Today’s families are different. Technology’s impact on the 21st century family is fracturing its very foundation, and causing a disintegration of core values that long ago were the fabric that held families together. Juggling school, work, home, and community lives, parents now rely heavily on communication, information, and transportation technology to make their lives faster and more efficient. Entertainment technology (TV, Internet, video games, iPads, cell phones) has advanced so rapidly, that families have scarcely noticed the significant impact and changes to their family structure and lifestyles.
The impact of rapidly advancing technology on the developing child has seen an increase of physical, psychological and behavior disorders that the health and education systems are just beginning to detect, much less understand. Child obesity and diabetes are now national epidemics in both Canada and the U.S., causally related to technology overuse. Diagnoses of ADHD, autism, coordination disorder, developmental delays, unintelligible speech, learning difficulties, sensory processing disorder, anxiety, depression, and sleep disorders are associated with technology overuse, and are increasing at an alarming rate.
When looking at how to keep your kids safe online, consider these approaches:
1. Monitoring
Your kids want to be on their devices all the time. They have figured out how to make an iPod, mobile device, or computer do things that you never thought possible. Great news, there is great monitoring software out there. We recommend a products like Qustodio and Kaspersky Safe Kids.
These are both software for mobile devices and hardware for your home.
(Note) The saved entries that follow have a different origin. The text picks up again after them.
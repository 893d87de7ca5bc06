//! Manually driven clock

use bridge_traits::time::Clock;
use chrono::{DateTime, Duration, Utc};
use std::sync::Mutex;

/// Clock whose time only changes through [`ManualClock::set`] and
/// [`ManualClock::advance`].
#[derive(Debug)]
pub struct ManualClock {
    now: Mutex<DateTime<Utc>>,
}

impl ManualClock {
    pub fn starting_at(start: DateTime<Utc>) -> Self {
        Self {
            now: Mutex::new(start),
        }
    }

    pub fn set(&self, time: DateTime<Utc>) {
        let mut now = self.now.lock().unwrap_or_else(|e| e.into_inner());
        *now = time;
    }

    pub fn advance(&self, by: Duration) {
        let mut now = self.now.lock().unwrap_or_else(|e| e.into_inner());
        *now += by;
    }
}

impl Clock for ManualClock {
    fn now(&self) -> DateTime<Utc> {
        *self.now.lock().unwrap_or_else(|e| e.into_inner())
    }
}
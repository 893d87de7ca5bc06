//! # Typed Resources
//!
//! Every resource the core reads or writes is an [`Object`] parameterised by
//! its spec type. The spec type names the kind and the status shape through
//! [`ResourceSpec`], so a `Object<JobSpec>` can only ever carry a `JobStatus`.
//!
//! Conversion to and from the platform's raw representation
//! ([`StoredObject`]) goes through `serde_json`.

use bridge_traits::store::{ObjectKey, ObjectMeta, OwnerReference, StoredObject};
use serde::{de::DeserializeOwned, Serialize};
use serde_json::Value;
use std::fmt::Debug;

use crate::error::{ApiError, Result};

/// Spec half of a resource kind.
pub trait ResourceSpec:
    Serialize + DeserializeOwned + Debug + Clone + PartialEq + Send + Sync + 'static
{
    /// Kind name as stored by the platform.
    const KIND: &'static str;

    /// Status half of the resource kind.
    type Status: Serialize
        + DeserializeOwned
        + Debug
        + Clone
        + PartialEq
        + Default
        + Send
        + Sync
        + 'static;
}

/// A typed resource: metadata, desired state and observed state.
#[derive(Debug, Clone, PartialEq)]
pub struct Object<S: ResourceSpec> {
    pub metadata: ObjectMeta,
    pub spec: S,
    pub status: S::Status,
}

impl<S: ResourceSpec> Object<S> {
    /// Build a not-yet-persisted object with an empty status.
    pub fn new(namespace: impl Into<String>, name: impl Into<String>, spec: S) -> Self {
        Self {
            metadata: ObjectMeta::new(namespace, name),
            spec,
            status: S::Status::default(),
        }
    }

    pub fn name(&self) -> &str {
        &self.metadata.name
    }

    pub fn namespace(&self) -> &str {
        &self.metadata.namespace
    }

    pub fn uid(&self) -> &str {
        &self.metadata.uid
    }

    pub fn generation(&self) -> i64 {
        self.metadata.generation
    }

    pub fn key(&self) -> ObjectKey {
        ObjectKey::new(S::KIND, self.namespace(), self.name())
    }

    /// Owner reference pointing at this object as the controller of a child.
    pub fn controller_reference(&self) -> OwnerReference {
        OwnerReference {
            kind: S::KIND.to_string(),
            name: self.metadata.name.clone(),
            uid: self.metadata.uid.clone(),
            controller: true,
            block_owner_deletion: true,
        }
    }

    pub fn to_stored(&self) -> Result<StoredObject> {
        let encode = |source| ApiError::Encode {
            kind: S::KIND.to_string(),
            source,
        };
        Ok(StoredObject {
            kind: S::KIND.to_string(),
            metadata: self.metadata.clone(),
            spec: serde_json::to_value(&self.spec).map_err(encode)?,
            status: serde_json::to_value(&self.status).map_err(encode)?,
        })
    }

    pub fn from_stored(stored: StoredObject) -> Result<Self> {
        if stored.kind != S::KIND {
            return Err(ApiError::KindMismatch {
                expected: S::KIND.to_string(),
                found: stored.kind,
            });
        }

        let decode = |source| ApiError::Decode {
            kind: S::KIND.to_string(),
            name: format!("{}/{}", stored.metadata.namespace, stored.metadata.name),
            source,
        };

        let spec = serde_json::from_value(stored.spec.clone()).map_err(decode)?;
        let status = match &stored.status {
            Value::Null => S::Status::default(),
            value => serde_json::from_value(value.clone()).map_err(decode)?,
        };

        Ok(Self {
            metadata: stored.metadata,
            spec,
            status,
        })
    }
}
They cover every device in your house and mobile devices that leave your house. They let you set time limits for how much you use the internet inside and outside the home.
2. Alerts
Your kids want to connect to their friends and family. Relationships by themselves are neutral, so this is a good thing. You want your child to build great friendships, but what happens when they start using apps, websites, and other platforms, and connect to people outside of friends and family?
You don’t always know who your kids are communicating with and you wish there was a solution that could give you a heads-up when they are being bullied or have seen adult material that you really don’t want them to see. You don’t have time as a parent to go through every piece of communication your kids have with others.
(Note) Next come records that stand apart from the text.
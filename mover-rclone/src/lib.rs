//! # Rclone Mover
//!
//! Replication through any object store rclone can reach. The source pushes
//! the data volume to `configSection:destPath`, the destination pulls it
//! back. Both sides read the rclone configuration from `configSecret`.

mod mover;

use core_api::{RcloneSpec, ReplicationDestination, ReplicationSource};
use core_mover::{Builder, DataVolume, Mover, MoverContext, MoverError, RegistryBuilder, Result};
use core_provision::Role;
use std::sync::Arc;

pub use mover::{Direction, RcloneMover, RcloneTarget};

pub const MOVER_NAME: &str = "rclone";

/// Register the rclone backend.
pub fn register(registry: &mut RegistryBuilder) -> Result<()> {
    registry.register(Arc::new(RcloneBuilder))
}

#[derive(Debug, Default)]
pub struct RcloneBuilder;

/// Check the rclone section and pull out its required fields.
fn target(spec: Option<&RcloneSpec>) -> Result<RcloneTarget> {
    let spec = spec.ok_or_else(|| MoverError::invalid_spec(MOVER_NAME, "missing rclone section"))?;

    let required = |value: &Option<String>, field: &str| {
        value
            .clone()
            .filter(|v| !v.is_empty())
            .ok_or_else(|| MoverError::invalid_spec(MOVER_NAME, format!("{} is required", field)))
    };

    Ok(RcloneTarget {
        config_secret: required(&spec.config_secret, "configSecret")?,
        config_section: required(&spec.config_section, "configSection")?,
        dest_path: required(&spec.dest_path, "destPath")?,
    })
}

impl Builder for RcloneBuilder {
    fn name(&self) -> &'static str {
        MOVER_NAME
    }

    fn version_info(&self) -> String {
        format!("rclone sync ({})", env!("CARGO_PKG_VERSION"))
    }

    fn from_source(
        &self,
        ctx: &MoverContext,
        source: &ReplicationSource,
        data: DataVolume,
    ) -> Result<Box<dyn Mover>> {
        let target = target(source.spec.rclone.as_ref())?;
        Ok(Box::new(RcloneMover::new(
            ctx,
            source,
            Role::Source,
            Direction::Push,
            data,
            target,
        )))
    }

    fn from_destination(
        &self,
        ctx: &MoverContext,
        destination: &ReplicationDestination,
        data: DataVolume,
    ) -> Result<Box<dyn Mover>> {
        let target = target(destination.spec.rclone.as_ref())?;
        Ok(Box::new(RcloneMover::new(
            ctx,
            destination,
            Role::Destination,
            Direction::Pull,
            data,
            target,
        )))
    }
}

#[cfg(test)]
mod tests {
    use super::*;

    #[test]
    fn test_target_requires_every_field() {
        assert!(target(None).is_err());

        let partial = RcloneSpec {
            config_secret: Some("rclone-conf".to_string()),
            config_section: Some("s3".to_string()),
            dest_path: None,
        };
        let err = target(Some(&partial)).unwrap_err();
        assert_eq!(err.reason(), "InvalidSpec");
        assert!(err.to_string().contains("destPath"));

        let empty_section = RcloneSpec {
            config_section: Some(String::new()),
            ..partial.clone()
        };
        assert!(target(Some(&empty_section)).is_err());

        let full = RcloneSpec {
            dest_path: Some("bucket/db".to_string()),
            ..partial
        };
        let target = target(Some(&full)).unwrap();
        assert_eq!(target.remote(), "s3:bucket/db");
    }

    #[test]
    fn test_register() {
        let mut registry = RegistryBuilder::new();
        register(&mut registry).unwrap();
        assert!(registry.build().lookup(MOVER_NAME).is_some());
    }
}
Services like those above and Life360, Sygic Family Locator, Geozilla and Tile offer precious comfort allowing you to monitor your child’s location and messages.
3. Relationship
This is truly the protection piece that will do more than any software, hardware, or even artificial intelligence. This hole is filled by the relationship you have with your child. That relationship is better than any parental control that you will find on mobile devices or gaming consoles.
If you do not have a firm foundation or “ground” with your child, then you will have electricity flowing with their technology, but true protection isn’t happening. How do you ground your relationship with your child? I believe it comes down to how you model your own use of technology and how you talk about technology. Sometimes as adults we need to get off of our devices as much as kids need to get off of theirs.
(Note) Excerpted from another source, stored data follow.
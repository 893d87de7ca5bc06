//! # In-Memory Bridge Implementations
//!
//! Reference implementations of the bridge traits that keep all state in
//! process memory.
//!
//! ## Overview
//!
//! This crate provides:
//! - `InMemoryObjectStore`: an `ObjectStore` with resource versions,
//!   generations, a separate status subresource and owner-reference garbage
//!   collection, mirroring the semantics of a cluster API server
//! - `ManualClock`: a `Clock` that only moves when told to
//!
//! Reconciler tests and local dry runs use these instead of a live cluster.
//! Nothing here runs jobs or readies snapshots: tests play the part of the
//! platform controllers by writing child status directly.
//!
//! ## Usage
//!
//! ```ignore
//! use bridge_memory::{InMemoryObjectStore, ManualClock};
//! use std::sync::Arc;
//!
//! let clock = Arc::new(ManualClock::starting_at(start));
//! let store = Arc::new(InMemoryObjectStore::with_clock(clock.clone()));
//! ```

mod clock;
mod store;

pub use clock::ManualClock;
pub use store::InMemoryObjectStore;
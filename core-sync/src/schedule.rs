//! # Schedules
//!
//! Parses a trigger's `schedule` string into something that can answer
//! "when is the next run after T".
//!
//! Accepted forms:
//! - five-field cron expressions (`0 */6 * * *`)
//! - aliases (`@hourly`, `@daily`, `@weekly`, `@monthly`, `@yearly`)
//! - fixed intervals, `@every <duration>` with Go-style durations
//!   (`@every 1h30m`, `@every 90s`, `@every 1.5h`)

use chrono::{DateTime, Duration, Utc};
use croner::Cron;
use std::fmt;

use crate::error::TriggerError;

const EVERY_PREFIX: &str = "@every ";

pub enum Schedule {
    Cron(Box<Cron>),
    Every(Duration),
}

impl Schedule {
    pub fn parse(expression: &str) -> Result<Self, TriggerError> {
        let expression = expression.trim();
        let invalid = |message: String| TriggerError::InvalidSchedule {
            schedule: expression.to_string(),
            message,
        };

        if let Some(rest) = expression.strip_prefix(EVERY_PREFIX) {
            let interval = parse_go_duration(rest.trim()).map_err(invalid)?;
            return Ok(Schedule::Every(interval));
        }

        let cron = Cron::new(expression)
            .parse()
            .map_err(|e| invalid(e.to_string()))?;
        Ok(Schedule::Cron(Box::new(cron)))
    }

    /// First run strictly after `after`.
    pub fn next_after(&self, after: DateTime<Utc>) -> Option<DateTime<Utc>> {
        match self {
            Schedule::Cron(cron) => cron.find_next_occurrence(&after, false).ok(),
            Schedule::Every(interval) => after.checked_add_signed(*interval),
        }
    }
}

impl fmt::Debug for Schedule {
    fn fmt(&self, f: &mut fmt::Formatter<'_>) -> fmt::Result {
        match self {
            Schedule::Cron(_) => f.write_str("Schedule::Cron"),
            Schedule::Every(interval) => write!(f, "Schedule::Every({}s)", interval.num_seconds()),
        }
    }
}

/// Parse a Go `time.Duration` string such as `1h30m`, `2.5s` or `300ms`.
/// Zero and negative durations are rejected.
pub fn parse_go_duration(input: &str) -> Result<Duration, String> {
    if input.is_empty() {
        return Err("empty duration".to_string());
    }
    if input.starts_with('-') {
        return Err("duration must be positive".to_string());
    }

    let too_large = || format!("duration '{}' is too large", input);
    let mut total_nanos: u128 = 0;
    let mut rest = input.strip_prefix('+').unwrap_or(input);

    while !rest.is_empty() {
        let number_len = rest
            .find(|c: char| !(c.is_ascii_digit() || c == '.'))
            .unwrap_or(rest.len());
        let (whole, fraction) = match rest[..number_len].split_once('.') {
            Some((whole, fraction)) => (whole, fraction),
            None => (&rest[..number_len], ""),
        };
        if whole.is_empty() && fraction.is_empty() {
            return Err(format!("expected a number in '{}'", input));
        }
        if fraction.contains('.') {
            return Err(format!("invalid number in '{}'", input));
        }
        rest = &rest[number_len..];

        let unit_len = rest
            .find(|c: char| c.is_ascii_digit() || c == '.')
            .unwrap_or(rest.len());
        let nanos_per_unit: u128 = match &rest[..unit_len] {
            "ns" => 1,
            "us" | "µs" | "μs" => 1_000,
            "ms" => 1_000_000,
            "s" => 1_000_000_000,
            "m" => 60 * 1_000_000_000,
            "h" => 3_600 * 1_000_000_000,
            "" => return Err(format!("missing unit in '{}'", input)),
            unit => return Err(format!("unknown unit '{}' in '{}'", unit, input)),
        };
        rest = &rest[unit_len..];

        // Only digits remain, so a parse failure means overflow.
        let whole: u128 = if whole.is_empty() {
            0
        } else {
            whole.parse().map_err(|_| too_large())?
        };
        let mut nanos = whole.checked_mul(nanos_per_unit).ok_or_else(too_large)?;

        // Digits finer than a nanosecond are dropped.
        let mut scale = nanos_per_unit;
        for digit in fraction.bytes() {
            scale /= 10;
            if scale == 0 {
                break;
            }
            nanos += u128::from(digit - b'0') * scale;
        }

        total_nanos = total_nanos.checked_add(nanos).ok_or_else(too_large)?;
    }

    if total_nanos == 0 {
        return Err("duration must be positive".to_string());
    }
    let total_nanos = i64::try_from(total_nanos).map_err(|_| too_large())?;
    Ok(Duration::nanoseconds(total_nanos))
}
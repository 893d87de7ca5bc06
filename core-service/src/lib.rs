//! Core service façade and bootstrap helpers.
//!
//! This crate wires a host-provided platform (an `ObjectStore` and a `Clock`,
//! carried by [`ControllerConfig`]) and the compiled-in mover backends into
//! the replication reconcilers. Each backend sits behind a cargo feature
//! (`rsync`, `rclone`, `restic`); all are enabled by default.
//!
//! ```ignore
//! let config = ControllerConfig::builder()
//!     .object_store(store)
//!     .clock(clock)
//!     .build()?;
//! let service = core_service::bootstrap(config)?;
//! let shutdown = CancellationToken::new();
//! service.controller(shutdown.clone()).run().await?;
//! ```

pub mod bootstrap;
pub mod controller;
pub mod error;
pub mod queue;

pub use bootstrap::{bootstrap, install_movers, register_movers, run};
pub use controller::Controller;
pub use error::{CoreError, Result};
pub use queue::{ResourceKind, WorkKey, WorkQueue};

use std::sync::Arc;

use core_mover::Registry;
use core_runtime::{ControllerConfig, CoreEvent, EventBus};
use core_sync::{Action, DestinationReconciler, SourceReconciler, SyncContext};
use tokio::sync::broadcast::Receiver;
use tokio_util::sync::CancellationToken;

const EVENT_CAPACITY: usize = 256;

/// Primary façade exposed to host applications.
#[derive(Clone)]
pub struct CoreService {
    ctx: SyncContext,
    namespace: Option<String>,
    workers: usize,
}

impl CoreService {
    /// Create a service over an explicit mover registry.
    pub fn new(config: ControllerConfig, registry: Arc<Registry>) -> Result<Self> {
        config.validate()?;
        let events = Arc::new(EventBus::new(EVENT_CAPACITY));
        Ok(Self {
            ctx: SyncContext::new(&config, registry, events),
            namespace: config.namespace.clone(),
            workers: config.workers,
        })
    }

    pub fn context(&self) -> &SyncContext {
        &self.ctx
    }

    pub fn registry(&self) -> Arc<Registry> {
        Arc::clone(&self.ctx.registry)
    }

    pub fn events(&self) -> Arc<EventBus> {
        Arc::clone(&self.ctx.events)
    }

    pub fn subscribe(&self) -> Receiver<CoreEvent> {
        self.ctx.events.subscribe()
    }

    /// A controller loop over this service's reconcilers.
    pub fn controller(&self, shutdown: CancellationToken) -> Controller {
        Controller::new(
            self.ctx.clone(),
            self.namespace.clone(),
            self.workers,
            shutdown,
        )
    }

    /// Run one pass for a source, outside any controller loop.
    pub async fn reconcile_source(&self, namespace: &str, name: &str) -> Result<Action> {
        Ok(SourceReconciler::new(self.ctx.clone())
            .reconcile(namespace, name)
            .await?)
    }

    /// Run one pass for a destination, outside any controller loop.
    pub async fn reconcile_destination(&self, namespace: &str, name: &str) -> Result<Action> {
        Ok(DestinationReconciler::new(self.ctx.clone())
            .reconcile(namespace, name)
            .await?)
    }
}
The other piece is how we are talking about technology. Don’t play dumb when it comes to tech. Sure, there may be a ton that you don’t understand and you are tired of trying to keep up. That said, be curious, cautious, and finally courageous:
Curious: Ask this question to your kid the next time you see them on a device, “Can you teach me how to do that?”
Cautious: Lean into your experience and relate with what your child may be going through. The reason they are using technology so much may be because they are escaping from something. Next time you see them escape for a long period of time with their device ask, “What was the most interesting thing you did or saw?” This gives you an opening into their life.
Courageous: Technology not only lets you consume a ton of information and entertainment, it allows you to create things that you never thought possible. Instead of seeing technology as something that is always consumed, inspire your kids to create amazing things with it. Ask your child, “If you could create anything in the world, what would you create?” If it is technology-based, let them do it. Changing the purpose of technology from consumption to creation will truly change how you talk about technology.